GLMs are widely used by actuaries to set rating plans that are used to price insurance products - particularly in general insurance (personal lines etc). One of the benefits of using GLMs is that it's usually easy to extract an interpretable, often simple, rating plan from the model (this is discussed in more detail later). A GLM also allows us to update an existing rating plan rather than set an entirely new one. An existing rating plan may have been set, for example, using standard tables.
Data¶
I'll use a simulated dataset created in a previous post. This dataset contains 1.5m records. Each record represents an individual and the columns contain their age, gender, occupation, location, salary details, exposure (how long, in years, the individual was insured) and whether or not a claim was made under their policy. To create this dataset you can follow the previous tutorial or alternatively any similar dataset should be fine.
# Read in the data
dt = read.csv('SimData.csv')
head(dt)
For ideas on exploring this dataset using summary statistics and visualisations, refer to this post.
Import Libraries¶
The h2o package will be used extensively. Dplyr will also be needed. Import these libraries using the following commands:
library(h2o)
library(dplyr)
In order to use h2o functions, we need to initialise an h2o cluster. Use the h2o.init()
function. For example:
h2o.init(nthreads = -1)
# convert data to h2o frame
h2o_data = as.h2o(dt)
Existing Plan¶
Often, a rating plan is already in place and rather than start from scratch we may just want to add to (or update) this existing model. For example, we might already have a best estimate of claim rates for the general population which aren't being updated as part of this exercise, but we want to use the GLM to refine these rates. In this example I'll define the existing estimate of claim rates to be:
- Individuals under 40 will be assumed, on average, to claim at a rate of $\frac{1}{1000}$
- Individuals aged 40-49 have a claim rate of $\frac{1.5}{1000}$
- Ages 50 + have a claim rate of $\frac{2}{1000}$
These baseline rates vary by age but not gender, occupation and so on. The GLM can be used to refine these initial estimates so that the final predicted claim count allows for our other predictor variables.

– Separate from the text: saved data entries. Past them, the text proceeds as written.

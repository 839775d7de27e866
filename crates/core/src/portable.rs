//! Portable backend
//!
//! Runs the wrapper without a console window or indicator: the child is
//! spawned with `std::process::Command` and a watcher thread turns its exit
//! into a `ChildExited` event on the [`EventLoop`] queue. Used on platforms
//! without the Win32 backend.

use crate::controller::Controller;
use crate::error::LaunchError;
use crate::event::Event;
use crate::event_loop::{EventLoop, EventSender, Shell};
use crate::supervisor::{ChildProcess, Supervisor};
use anyhow::{anyhow, Result};
use crossbeam::channel::{bounded, Receiver, Sender};
use std::process::{Child, Command, ExitStatus};
use std::thread::JoinHandle;
use tracing::{debug, info, warn};

/// Child owned by a watcher thread; its exit code arrives over a channel
pub struct ThreadedChild {
    id: u32,
    exit: Receiver<u32>,
    code: Option<u32>,
}

impl ChildProcess for ThreadedChild {
    fn id(&self) -> u32 {
        self.id
    }

    fn wait(&mut self) -> Result<u32> {
        if let Some(code) = self.code {
            return Ok(code);
        }
        let code = self
            .exit
            .recv()
            .map_err(|_| anyhow!("watcher for child {} ended without a status", self.id))?;
        self.code = Some(code);
        Ok(code)
    }

    fn terminate(&mut self, _exit_code: u32) -> Result<()> {
        Err(anyhow!("terminating the child is not supported by the portable backend"))
    }
}

/// Guard for the watcher thread; it detaches on drop
pub struct ThreadWatch {
    _handle: JoinHandle<()>,
}

/// Exit code as the wrapper reports it
fn status_code(status: ExitStatus) -> u32 {
    match status.code() {
        Some(code) => code as u32,
        // Killed by a signal on unix
        None => 1,
    }
}

/// Watcher thread waiting to be handed a child
struct Watcher {
    handoff: Sender<Child>,
    exit: Receiver<u32>,
    handle: JoinHandle<()>,
}

/// Start the watcher before any child exists
///
/// If the hand-off sender is dropped without a child, the thread ends
/// without posting anything.
fn spawn_watcher(events: EventSender) -> std::io::Result<Watcher> {
    let (handoff, child_rx) = bounded::<Child>(1);
    let (code_tx, exit) = bounded(1);

    let handle = std::thread::Builder::new()
        .name("child-watch".into())
        .spawn(move || {
            let Ok(mut child) = child_rx.recv() else {
                debug!("No child handed to the watcher");
                return;
            };

            let id = child.id();
            let code = match child.wait() {
                Ok(status) => status_code(status),
                Err(e) => {
                    warn!("Waiting on child {} failed: {}", id, e);
                    1
                }
            };
            let _ = code_tx.send(code);
            events.post(Event::ChildExited);
        })?;

    Ok(Watcher {
        handoff,
        exit,
        handle,
    })
}

/// Spawn `arguments` and watch for its exit
pub fn launch(
    arguments: &[String],
    events: EventSender,
) -> Result<Supervisor<ThreadedChild, ThreadWatch>, LaunchError> {
    let (program, rest) = arguments
        .split_first()
        .ok_or_else(|| LaunchError::new("no command given"))?;

    let watcher = spawn_watcher(events).map_err(|e| LaunchError::new(e.to_string()))?;

    let child = Command::new(program)
        .args(rest)
        .spawn()
        .map_err(|e| LaunchError::new(e.to_string()))?;

    let id = child.id();
    if let Err(e) = watcher.handoff.send(child) {
        // The watcher is gone; reclaim the child so it is not left running
        let mut child = e.into_inner();
        let _ = child.kill();
        let _ = child.wait();
        return Err(LaunchError::new("child watcher exited before the child started"));
    }

    Ok(Supervisor::new(
        ThreadedChild {
            id,
            exit: watcher.exit,
            code: None,
        },
        ThreadWatch {
            _handle: watcher.handle,
        },
    ))
}

/// Shell with nothing to show: window teardown is reported straight back
struct HeadlessShell {
    events: EventSender,
}

impl Shell for HeadlessShell {
    fn apply_icon(&mut self) {}

    fn toggle_console(&mut self) {}

    fn restore_indicator(&mut self) {}

    fn terminate_child(&mut self) {
        warn!("Close requested but the portable backend cannot stop the child");
    }

    fn destroy_indicator(&mut self) {}

    fn destroy_window(&mut self) {
        self.events.post(Event::WindowDestroyed);
    }

    fn release_icon(&mut self) {}

    fn stop_loop(&mut self) {
        debug!("Event loop stopping");
    }
}

/// Launch `arguments`, supervise until exit and return the child's code
pub fn run(arguments: &[String]) -> Result<u32, LaunchError> {
    let event_loop = EventLoop::new();
    let mut supervisor = launch(arguments, event_loop.sender())?;

    let mut controller = Controller::new();
    let mut shell = HeadlessShell {
        events: event_loop.sender(),
    };

    crate::event_loop::dispatch(&mut controller, Event::IconResolved, &mut shell);
    event_loop.run(&mut controller, &mut shell);

    let code = supervisor.reap().unwrap_or(1);
    info!("Portable run finished with code {}", code);
    Ok(code)
}

#[cfg(test)]
mod tests {
    use super::*;
    use std::time::Duration;

    #[test]
    fn test_watcher_without_child_ends_quietly() {
        let event_loop = EventLoop::new();
        let watcher = spawn_watcher(event_loop.sender()).unwrap();

        drop(watcher.handoff);
        watcher.handle.join().unwrap();

        assert!(watcher.exit.recv_timeout(Duration::from_millis(50)).is_err());
    }
}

Next, we need to add these base rates to each record. Of course, each individual won't necessarily have been the same age for the entire period they were covered under a policy! However, for simplicity here I'm going to assume that age is the average age over the exposure period and just set our best estimate of mortality based on this average age. In reality, a more realistic expectation of mortality may be used - based on age varying over the exposure period.
ages = as.vector(h2o_data$Age_Last)
Base_Rate = ifelse(ages %in% c(0:39), 0.001,
ifelse(ages %in% c(40:49), 0.0015, 0.002))
h2o_data$Base_Rate = h2o.asnumeric(as.h2o(Base_Rate))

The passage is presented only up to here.